//! Unified error type.

use std::net::SocketAddr;

/// The error type returned by applyd's fallible infrastructure operations.
///
/// Call-level failures (bad token, handler fault, timeout) are expressed as
/// [`Status`](crate::Status) values, not as `Error`s. This type surfaces
/// failures that stop the process from serving at all: binding the listener,
/// loading configuration, composing the chain.
#[derive(Debug, thiserror::Error)]
pub enum Error {
    #[error("bind {addr}: {source}")]
    Bind {
        addr: String,
        #[source]
        source: std::io::Error,
    },

    #[error("invalid socket address `{0}`")]
    Address(String),

    #[error("io: {0}")]
    Io(#[from] std::io::Error),

    #[error("config {path}: {reason}")]
    Config { path: String, reason: String },

    #[error("interceptor chain: {requested} stages registered, limit is {max}")]
    TooManyStages { requested: usize, max: usize },

    #[error("logging: {0}")]
    Logging(String),
}

impl Error {
    pub(crate) fn bind(addr: SocketAddr, source: std::io::Error) -> Self {
        Self::Bind { addr: addr.to_string(), source }
    }
}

----

What this task involves: With nothing left out, print the data above exactly.

Answer to this problem:
//! Unified error type.

use std::net::SocketAddr;

/// The error type returned by applyd's fallible infrastructure operations.
///
/// Call-level failures (bad token, handler fault, timeout) are expressed as
/// [`Status`](crate::Status) values, not as `Error`s. This type surfaces
/// failures that stop the process from serving at all: binding the listener,
/// loading configuration, composing the chain.
#[derive(Debug, thiserror::Error)]
pub enum Error {
    #[error("bind {addr}: {source}")]
    Bind {
        addr: String,
        #[source]
        source: std::io::Error,
    },

    #[error("invalid socket address `{0}`")]
    Address(String),

    #[error("io: {0}")]
    Io(#[from] std::io::Error),

    #[error("config {path}: {reason}")]
    Config { path: String, reason: String },

    #[error("interceptor chain: {requested} stages registered, limit is {max}")]
    TooManyStages { requested: usize, max: usize },

    #[error("logging: {0}")]
    Logging(String),
}

impl Error {
    pub(crate) fn bind(addr: SocketAddr, source: std::io::Error) -> Self {
        Self::Bind { addr: addr.to_string(), source }
    }
}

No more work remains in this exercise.